Example 3: Code review chain

import { ChatOpenAI } from '@langchain/openai';
import { ChatPromptTemplate } from '@langchain/core/prompts';
import { JsonOutputParser } from '@langchain/core/output_parsers';
import { z } from 'zod';

const ReviewSchema = z.object({
  overallScore: z.number().min(1).max(10),
  issues: z.array(z.object({
    severity: z.enum(['critical', 'warning', 'suggestion']),
    line: z.string(),
    description: z.string(),
    fix: z.string()
  })),
  summary: z.string()
});

const model = new ChatOpenAI({ modelName: 'gpt-4o', temperature: 0 });
const structuredModel = model.withStructuredOutput(ReviewSchema);

const codeReviewChain = ChatPromptTemplate.fromMessages([
  ['system', `You are a senior code reviewer. Review the code for:
- Security vulnerabilities
- Performance issues
- Best practice violations
- Error handling gaps
Be specific about line references and provide concrete fixes.`],
  ['user', 'Language: {language}\n\nCode:\n```\n{code}\n```']
]).pipe(structuredModel);

const review = await codeReviewChain.invoke({
  language: 'JavaScript',
  code: `
async function getUser(id) {
  const res = await fetch('/api/users/' + id);
  const data = await res.json();
  return data;
}
  `
});

console.log(JSON.stringify(review, null, 2));
// {
//   "overallScore": 4,
//   "issues": [
//     {
//       "severity": "critical",
//       "line": "const res = await fetch('/api/users/' + id);",
//       "description": "No input validation on 'id' parameter — potential injection",
//       "fix": "Validate that 'id' is a number/UUID before concatenating into URL"
//     },
//     {
//       "severity": "critical",
//       "line": "const data = await res.json();",
//       "description": "No check for response.ok — will parse error responses as data",
//       "fix": "Add: if (!res.ok) throw new Error(`HTTP ${res.status}`);"
//     },
//     ...
//   ],
//   "summary": "The function lacks error handling and input validation..."
// }

7. Key Takeaways

  1. PromptTemplate builds reusable prompts with {variables} — use ChatPromptTemplate.fromMessages() for message-based APIs (which is almost always).
  2. MessagesPlaceholder lets you inject conversation history into templates — essential for chatbots.
  3. The legacy LLMChain is deprecated — always use the LCEL pipe syntax: prompt.pipe(model).pipe(parser).
  4. The three-stage pipeline (prompt -> model -> parser) is the fundamental building block.

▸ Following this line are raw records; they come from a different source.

use rand::Rng;
use serde::{Deserialize, Serialize};
use std::collections::{BTreeMap, HashMap, HashSet};

use crate::constants::MAX_RANKING;
use crate::error::{Result, TournamentError};
use crate::events::{MatchEvent, Stage};
use crate::exhibition::{parse_history, ExhibitionEntry, ExhibitionPolicy};
use crate::team::Team;

/// Stable handle to a team in a [`Roster`].
#[derive(Clone, Copy, Debug, PartialEq, Eq, Hash, PartialOrd, Ord, Serialize)]
pub struct TeamId(usize);

impl TeamId {
    pub fn index(self) -> usize {
        self.0
    }
}

/// Team record as it appears in the groups input.
#[derive(Clone, Debug, Deserialize, Serialize)]
pub struct TeamEntry {
    #[serde(rename = "Team")]
    pub name: String,

    #[serde(rename = "ISOCode")]
    pub iso_code: String,

    #[serde(rename = "FIBARanking")]
    pub fiba_ranking: u32,
}

/// Group label -> teams.
///
/// Groups are played in lexical label order, not in document order: "Group 10"
/// comes before "Group 9". Single-letter labels are unaffected.
pub type GroupsInput = BTreeMap<String, Vec<TeamEntry>>;

/// ISO code -> exhibition history.
pub type ExhibitionsInput = HashMap<String, Vec<ExhibitionEntry>>;

/// Arena owning every team of a run.
///
/// Groups and bracket matches refer to teams by [`TeamId`], so each team has a
/// single mutable instance whose standing is visible to every stage.
#[derive(Clone, Debug, Default, Serialize)]
pub struct Roster {
    teams: Vec<Team>,
}

impl Roster {
    pub fn new() -> Self {
        Roster { teams: Vec::new() }
    }

    /// Add a team.
    ///
    /// Results and logs name teams, so both the ISO code and the name must be
    /// unique. The ranking must lie in `1..=MAX_RANKING`.
    pub fn add(&mut self, team: Team) -> Result<TeamId> {
        if !(1..=MAX_RANKING).contains(&team.fiba_ranking) {
            return Err(TournamentError::InvalidRanking {
                team: team.name,
                ranking: team.fiba_ranking,
                max: MAX_RANKING,
            });
        }
        if self.find_by_code(&team.iso_code).is_some() {
            return Err(TournamentError::DuplicateTeam(team.iso_code));
        }
        if self.find_by_name(&team.name).is_some() {
            return Err(TournamentError::DuplicateName(team.name));
        }
        self.teams.push(team);
        Ok(TeamId(self.teams.len() - 1))
    }

    pub fn len(&self) -> usize {
        self.teams.len()
    }

    pub fn contains(&self, id: TeamId) -> bool {
        id.0 < self.teams.len()
    }

    /// Team for `id`. Ids are only handed out by this roster, so a miss is a bug.
    pub fn get(&self, id: TeamId) -> &Team {
        &self.teams[id.0]
    }

    pub fn get_mut(&mut self, id: TeamId) -> &mut Team {
        &mut self.teams[id.0]
    }

    pub fn name(&self, id: TeamId) -> &str {
        &self.teams[id.0].name
    }

    pub fn names(&self, ids: &[TeamId]) -> Vec<String> {
        ids.iter().map(|&id| self.name(id).to_string()).collect()
    }

    pub fn find_by_code(&self, iso_code: &str) -> Option<TeamId> {
        self.teams
            .iter()
            .position(|t| t.iso_code == iso_code)
            .map(TeamId)
    }

    pub fn find_by_name(&self, name: &str) -> Option<TeamId> {
        self.teams.iter().position(|t| t.name == name).map(TeamId)
    }

    pub fn ids(&self) -> impl Iterator<Item = TeamId> {
        (0..self.teams.len()).map(TeamId)
    }

    pub fn iter(&self) -> impl Iterator<Item = (TeamId, &Team)> {
        self.teams.iter().enumerate().map(|(i, t)| (TeamId(i), t))
    }

    /// Mutable access to two different teams at once.
    pub fn pair_mut(&mut self, a: TeamId, b: TeamId) -> (&mut Team, &mut Team) {
        assert_ne!(a, b, "a team cannot play itself");
        if a.0 < b.0 {
            let (left, right) = self.teams.split_at_mut(b.0);
            (&mut left[a.0], &mut right[0])
        } else {
            let (left, right) = self.teams.split_at_mut(a.0);
            (&mut right[0], &mut left[b.0])
        }
    }

    /// Play `a` against `b`, `a` being side A of the scoring model.
    pub fn play<R: Rng>(
        &mut self,
        a: TeamId,
        b: TeamId,
        stage: &Stage,
        forfeit_prob: f64,
        rng: &mut R,
    ) -> MatchEvent {
        let (team_a, team_b) = self.pair_mut(a, b);
        team_a.play_match(team_b, stage, forfeit_prob, rng)
    }

    /// Build the roster from the JSON inputs.
    ///
    /// Returns the roster and the team ids of each group, in label order.
    pub fn from_input(
        groups: &GroupsInput,
        exhibitions: &ExhibitionsInput,
        policy: ExhibitionPolicy,
    ) -> Result<(Roster, Vec<(String, Vec<TeamId>)>)> {
        let mut roster = Roster::new();
        let mut group_ids = Vec::with_capacity(groups.len());

        for (label, entries) in groups {
            let mut members = Vec::with_capacity(entries.len());
            for entry in entries {
                let history = match exhibitions.get(&entry.iso_code) {
                    Some(records) => parse_history(&entry.iso_code, records, policy)?,
                    None => Vec::new(),
                };
                let team = Team::new(entry.name.clone(), entry.iso_code.clone(), entry.fiba_ranking)
                    .with_exhibition_results(history);
                members.push(roster.add(team)?);
            }
            group_ids.push((label.clone(), members));
        }

        let known: HashSet<&str> = roster.teams.iter().map(|t| t.iso_code.as_str()).collect();
        for code in exhibitions.keys().filter(|c| !known.contains(c.as_str())) {
            tracing::debug!(code = %code, "exhibition history for a team outside the roster");
        }

        Ok((roster, group_ids))
    }
}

Choose your parser: StringOutputParser for text, JsonOutputParser for JSON, .withStructuredOutput(zodSchema) for validated structured data.
  5. Sequential chains pass output from one step as input to the next — use RunnableSequence.from([...]) or chain multiple .pipe() calls with transformation functions.
  6. Batch processing is built-in — chain.batch([...], { maxConcurrency: N }) processes multiple inputs in parallel.

Explain-It Challenge

  1. Explain why ChatPromptTemplate.fromMessages() is preferred over PromptTemplate.fromTemplate() for modern LLM applications.
  2. Show how you would refactor a hardcoded prompt string into a ChatPromptTemplate and explain what you gain.
  3. A colleague builds a pipeline that summarizes text, then translates it, then formats it. Each step is a separate await call with no chain. Explain how to refactor this using RunnableSequence and why it is better.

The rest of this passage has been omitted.